The blue dollar was up another two pesos this Wednesday and stretched to $383. With this price is tied with the Qatari dollar, the one that applies to expenses abroad exceeding 300 US dollars a month, which until now were the most expensive on the market.
In a market with limited supply and limited demand, informal has started the year with momentum: has already increased by 10.7% and reached the highest nominal price recorded to date.
After the November-December foreign exchange summer, when the alternative dollars hardly budged, the blue woke up and soared at a rate that practically doubled the expected inflation for the month.
The reasons for this leap are linked to the greater demand of tourists traveling abroad and who prefer to bring tickets, while foreigners arriving in Argentina no longer find it so attractive to change their dollars at small trees.
Since mid-December, the Foreigner Dollar has been in effect, allowing visitors to pay with a card and receive a similar price to the MEP Dollar, found in $352.
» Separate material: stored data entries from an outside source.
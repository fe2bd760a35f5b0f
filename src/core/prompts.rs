//! Named system prompt presets
//!
//! Built-in presets are fixed; custom presets can be added and removed at
//! runtime.

use super::errors::{ChatError, ChatResult};
use std::collections::BTreeMap;

/// Preset applied to new sessions
pub const DEFAULT_PRESET: &str = "general";

/// Switches kept per session
pub const PRESET_HISTORY_LIMIT: usize = 10;

const BUILTIN_PRESETS: &[(&str, &str)] = &[
    ("general", "You are Claude, a helpful AI assistant."),
    (
        "code_review",
        "You are a skilled software developer reviewing and improving code. \
         Identify bugs, suggest optimizations and point out departures from good practice. \
         Explain clearly and give concrete code examples.",
    ),
    (
        "teacher",
        "You are an expert teacher who explains complex concepts in simple terms. \
         Break difficult topics into understandable parts and use relevant examples. \
         Encourage questions and explain step by step.",
    ),
    (
        "translator",
        "You are a professional translator fluent in many languages. \
         Translate accurately while keeping context and nuance. \
         Explain cultural context when it matters.",
    ),
    (
        "writer",
        "You are a creative writer at home in many styles and formats. \
         Help with writing, editing and improving text. \
         Give constructive feedback and suggestions.",
    ),
];

/// Lookup table of presets
#[derive(Debug, Clone)]
pub struct PromptLibrary {
    custom: BTreeMap<String, String>,
}

impl Default for PromptLibrary {
    fn default() -> Self {
        Self::new()
    }
}

impl PromptLibrary {
    pub fn new() -> Self {
        Self {
            custom: BTreeMap::new(),
        }
    }

    pub fn is_builtin(name: &str) -> bool {
        BUILTIN_PRESETS.iter().any(|(n, _)| *n == name)
    }

    /// Prompt text for a preset, built-ins first
    pub fn get(&self, name: &str) -> Option<&str> {
        BUILTIN_PRESETS
            .iter()
            .find(|(n, _)| *n == name)
            .map(|(_, prompt)| *prompt)
            .or_else(|| self.custom.get(name).map(String::as_str))
    }

    /// The prompt every new session starts with
    pub fn default_prompt(&self) -> &str {
        self.get(DEFAULT_PRESET).unwrap_or_default()
    }

    /// All preset names, built-ins in fixed order followed by custom ones
    pub fn names(&self) -> Vec<&str> {
        BUILTIN_PRESETS
            .iter()
            .map(|(n, _)| *n)
            .chain(self.custom.keys().map(String::as_str))
            .collect()
    }

    /// Add or replace a custom preset
    pub fn add_custom(&mut self, name: &str, prompt: &str) -> ChatResult<()> {
        let name = name.trim();
        if name.is_empty() {
            return Err(ChatError::InvalidParameters(
                "preset name must not be empty".into(),
            ));
        }
        if Self::is_builtin(name) {
            return Err(ChatError::InvalidParameters(format!(
                "cannot overwrite built-in preset '{}'",
                name
            )));
        }
        if prompt.trim().is_empty() {
            return Err(ChatError::InvalidParameters(format!(
                "preset '{}' has an empty prompt",
                name
            )));
        }
        self.custom.insert(name.to_string(), prompt.to_string());
        tracing::debug!(preset = name, "Custom preset added");
        Ok(())
    }

    pub fn remove_custom(&mut self, name: &str) -> ChatResult<()> {
        if Self::is_builtin(name) {
            return Err(ChatError::InvalidParameters(format!(
                "cannot remove built-in preset '{}'",
                name
            )));
        }
        match self.custom.remove(name) {
            Some(_) => Ok(()),
            None => Err(ChatError::InvalidParameters(format!(
                "unknown preset '{}'",
                name
            ))),
        }
    }
}

#[cfg(test)]
mod tests {
    use super::*;

    #[test]
    fn test_builtins_present() {
        let library = PromptLibrary::new();
        assert_eq!(
            library.names(),
            vec!["general", "code_review", "teacher", "translator", "writer"]
        );
        assert!(library.default_prompt().contains("helpful"));
        assert!(library.get("teacher").unwrap().contains("teacher"));
        assert!(library.get("missing").is_none());
    }

    #[test]
    fn test_custom_presets() {
        let mut library = PromptLibrary::new();
        library.add_custom("pirate", "Answer like a pirate.").unwrap();
        assert_eq!(library.get("pirate"), Some("Answer like a pirate."));
        assert_eq!(library.names().last(), Some(&"pirate"));

        library.remove_custom("pirate").unwrap();
        assert!(library.get("pirate").is_none());
        assert!(library.remove_custom("pirate").is_err());
    }

    #[test]
    fn test_builtins_are_protected() {
        let mut library = PromptLibrary::new();
        let err = library.add_custom("general", "override").unwrap_err();
        assert!(matches!(err, ChatError::InvalidParameters(_)));
        assert!(library.remove_custom("writer").is_err());
        assert!(library.add_custom("  ", "x").is_err());
        assert!(library.add_custom("blank", " ").is_err());
    }
}
//! Context Manager - Token budgeting for outbound requests
//!
//! Handles:
//! - Validating the pinned system prompt against an absolute ceiling
//! - Selecting the most recent contiguous suffix of the log that fits the budget
//!
//! Trimming only shapes what is sent. The session log itself is never touched.

use super::errors::{ChatError, ChatResult};
use super::traits::Tokenizer;
use super::types::{Message, Role, SessionRecord};
use std::sync::Arc;

/// Messages selected for one exchange. Derived on every send, never persisted.
#[derive(Debug, Clone)]
pub struct ContextWindow {
    /// Pinned system prompt, sent ahead of the messages
    pub system_prompt: String,
    /// Estimated tokens of the system prompt (not counted against the budget)
    pub system_tokens: usize,
    /// Chronologically ordered suffix of the session log
    pub messages: Vec<Message>,
    /// Estimated tokens of `messages`; always <= the budget
    pub conversation_tokens: usize,
    /// Number of older messages left out
    pub trimmed: usize,
}

impl ContextWindow {
    /// Usage of the conversation budget as a percentage (0-100)
    pub fn usage_percent(&self, budget: usize) -> f32 {
        if budget == 0 {
            return 0.0;
        }
        (self.conversation_tokens as f32 / budget as f32) * 100.0
    }
}

/// Builds context windows for a fixed budget
pub struct ContextManager {
    tokenizer: Arc<dyn Tokenizer>,
    /// Budget for conversational messages
    budget: usize,
    /// Absolute ceiling for the system prompt alone
    system_prompt_ceiling: usize,
}

impl ContextManager {
    pub fn new(tokenizer: Arc<dyn Tokenizer>, budget: usize, system_prompt_ceiling: usize) -> Self {
        Self {
            tokenizer,
            budget,
            system_prompt_ceiling,
        }
    }

    pub fn budget(&self) -> usize {
        self.budget
    }

    pub fn tokenizer(&self) -> &Arc<dyn Tokenizer> {
        &self.tokenizer
    }

    /// Estimate tokens of the system prompt as it will be sent
    pub fn system_prompt_tokens(&self, prompt: &str) -> usize {
        self.tokenizer.count_message_tokens(Role::System, prompt, 0)
    }

    /// Check a system prompt against the ceiling before it is adopted
    pub fn check_system_prompt(&self, prompt: &str) -> ChatResult<usize> {
        let tokens = self.system_prompt_tokens(prompt);
        if tokens > self.system_prompt_ceiling {
            return Err(ChatError::PromptTooLarge {
                tokens,
                ceiling: self.system_prompt_ceiling,
            });
        }
        Ok(tokens)
    }

    /// Select the context for the next request
    ///
    /// Walks the log from newest to oldest and stops at the first message that
    /// would push the running total over the budget. Messages are never split.
    pub fn build_context(&self, record: &SessionRecord) -> ChatResult<ContextWindow> {
        let system_tokens = self.check_system_prompt(&record.system_prompt)?;

        let mut used = 0usize;
        let mut start = record.messages.len();
        for (idx, message) in record.messages.iter().enumerate().rev() {
            let next = used + message.estimated_tokens;
            if next > self.budget {
                break;
            }
            used = next;
            start = idx;
        }

        // The newest message is the one being answered; without it the request is meaningless.
        if start == record.messages.len() {
            if let Some(latest) = record.messages.last() {
                return Err(ChatError::PromptTooLarge {
                    tokens: latest.estimated_tokens,
                    ceiling: self.budget,
                });
            }
        }

        let window = ContextWindow {
            system_prompt: record.system_prompt.clone(),
            system_tokens,
            messages: record.messages[start..].to_vec(),
            conversation_tokens: used,
            trimmed: start,
        };

        tracing::debug!(
            session_id = %record.id,
            sent = window.messages.len(),
            trimmed = window.trimmed,
            tokens = window.conversation_tokens,
            budget = self.budget,
            "Built context window"
        );

        Ok(window)
    }
}

#[cfg(test)]
mod tests {
    use super::*;
    use crate::config::GenerationConfig;
    use crate::core::tokenizer::ApproximateTokenizer;
    use crate::core::types::GenerationParams;
    use chrono::Utc;
    use proptest::prelude::*;

    fn manager(budget: usize) -> ContextManager {
        ContextManager::new(Arc::new(ApproximateTokenizer::default()), budget, 4000)
    }

    fn record_with_costs(costs: &[usize]) -> SessionRecord {
        let mut record = SessionRecord::new(
            "You are helpful.",
            GenerationParams::defaults(&GenerationConfig::default()),
        );
        for (i, cost) in costs.iter().enumerate() {
            record.push(Message {
                role: if i % 2 == 0 { Role::User } else { Role::Assistant },
                content: format!("message {}", i),
                attachments: Vec::new(),
                timestamp: Utc::now(),
                estimated_tokens: *cost,
            });
        }
        record
    }

    #[test]
    fn test_empty_log_with_new_message() {
        let tokenizer = ApproximateTokenizer::default();
        let mut record = record_with_costs(&[]);
        record.push(Message::user("hello", &tokenizer));

        let window = manager(1000).build_context(&record).unwrap();
        assert_eq!(window.system_prompt, "You are helpful.");
        assert_eq!(window.messages.len(), 1);
        assert_eq!(window.messages[0].content, "hello");
        assert_eq!(window.trimmed, 0);
    }

    #[test]
    fn test_oldest_messages_trimmed() {
        // 10 messages of 100 tokens; budget fits exactly 7
        let record = record_with_costs(&[100; 10]);
        let window = manager(700).build_context(&record).unwrap();

        assert_eq!(window.messages.len(), 7);
        assert_eq!(window.trimmed, 3);
        assert_eq!(window.messages[0].content, "message 3");
        assert_eq!(window.messages[6].content, "message 9");
        assert_eq!(window.conversation_tokens, 700);
        // Log untouched
        assert_eq!(record.messages.len(), 10);
    }

    #[test]
    fn test_boundary_message_excluded_not_split() {
        // 60 + 50 = 110 > 100: the 60-token message crosses the budget
        let record = record_with_costs(&[10, 60, 50]);
        let window = manager(100).build_context(&record).unwrap();
        assert_eq!(window.messages.len(), 1);
        assert_eq!(window.trimmed, 2);
    }

    #[test]
    fn test_older_small_message_not_skipped_into() {
        // Suffix must stay contiguous even if an older message would still fit
        let record = record_with_costs(&[1, 500, 50]);
        let window = manager(100).build_context(&record).unwrap();
        assert_eq!(window.messages.len(), 1);
        assert_eq!(window.messages[0].content, "message 2");
    }

    #[test]
    fn test_system_prompt_over_ceiling() {
        let mut record = record_with_costs(&[10]);
        record.system_prompt = "x".repeat(40_000);
        let err = manager(1000).build_context(&record).unwrap_err();
        assert!(matches!(err, ChatError::PromptTooLarge { ceiling: 4000, .. }));
    }

    #[test]
    fn test_latest_message_over_budget() {
        let record = record_with_costs(&[10, 2000]);
        let err = manager(1000).build_context(&record).unwrap_err();
        assert!(matches!(
            err,
            ChatError::PromptTooLarge {
                tokens: 2000,
                ceiling: 1000
            }
        ));
    }

    #[test]
    fn test_usage_percent() {
        let record = record_with_costs(&[250, 250]);
        let window = manager(1000).build_context(&record).unwrap();
        assert!((window.usage_percent(1000) - 50.0).abs() < 0.1);
    }

    proptest! {
        #[test]
        fn prop_window_is_suffix_within_budget(
            costs in proptest::collection::vec(1usize..400, 0..40),
            budget in 400usize..4000,
        ) {
            let record = record_with_costs(&costs);
            let window = manager(budget).build_context(&record).unwrap();

            let total: usize = window.messages.iter().map(|m| m.estimated_tokens).sum();
            prop_assert!(total <= budget);
            prop_assert_eq!(total, window.conversation_tokens);

            let start = record.messages.len() - window.messages.len();
            prop_assert_eq!(start, window.trimmed);
            for (sent, logged) in window.messages.iter().zip(&record.messages[start..]) {
                prop_assert_eq!(sent, logged);
            }

            // Maximal: the next older message would not have fit
            if start > 0 {
                prop_assert!(total + record.messages[start - 1].estimated_tokens > budget);
            }
        }
    }
}
//! Tokenizer implementations
//!
//! Provides the approximate token estimate used for context budgeting.

use super::traits::Tokenizer;

/// Default flat estimate charged per attachment
pub const DEFAULT_ATTACHMENT_TOKENS: usize = 256;

/// Approximate tokenizer using character-based estimation
///
/// The ratio of ~4 bytes per token is an empirical average across providers.
/// Ceiling division keeps short texts from estimating as zero.
pub struct ApproximateTokenizer {
    attachment_tokens: usize,
}

impl ApproximateTokenizer {
    pub fn new(attachment_tokens: usize) -> Self {
        Self { attachment_tokens }
    }
}

impl Default for ApproximateTokenizer {
    fn default() -> Self {
        Self::new(DEFAULT_ATTACHMENT_TOKENS)
    }
}

impl Tokenizer for ApproximateTokenizer {
    fn count_tokens(&self, text: &str) -> usize {
        text.len().div_ceil(4)
    }

    fn attachment_tokens(&self) -> usize {
        self.attachment_tokens
    }
}

#[cfg(test)]
mod tests {
    use super::*;
    use crate::core::types::Role;

    #[test]
    fn test_approximate_tokenizer_basic() {
        let tokenizer = ApproximateTokenizer::default();

        assert_eq!(tokenizer.count_tokens(""), 0);
        assert_eq!(tokenizer.count_tokens("test"), 1);

        let text = "Hello, world!"; // 13 chars
        assert_eq!(tokenizer.count_tokens(text), 4);
    }

    #[test]
    fn test_message_tokens() {
        let tokenizer = ApproximateTokenizer::new(100);

        // 4 (overhead) + 2 ("hello" = 5 chars)
        assert_eq!(tokenizer.count_message_tokens(Role::User, "hello", 0), 6);
        assert_eq!(tokenizer.count_message_tokens(Role::User, "hello", 2), 206);
    }

    #[test]
    fn test_monotonic_in_content_length() {
        let tokenizer = ApproximateTokenizer::default();
        let mut last = 0;
        for n in 0..64 {
            let tokens = tokenizer.count_message_tokens(Role::User, &"x".repeat(n), 0);
            assert!(tokens >= last);
            last = tokens;
        }
    }
}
The leap into the blue is also motivated by the evolution of inflation. After the slowdown in November and December, the record returned to close to 6% in January with no signs of a turning point in the short term.
With blue at $383, the interchange gap with the wholesaler reaches 107%. The government’s goal is to bring this gap below 100%, as happened in December.
For his part, the MEP closed $352down 0.5%, while cash with cash closed at $366, which also marks a nominal record.
Is there room to continue climbing? “The MEP and CCL dollar is expected to be worth over $400 today,” says the economist Salvador Di Stéfano. “The dollar is an asset in this economy and it is clear that to date it has risen less than inflation”.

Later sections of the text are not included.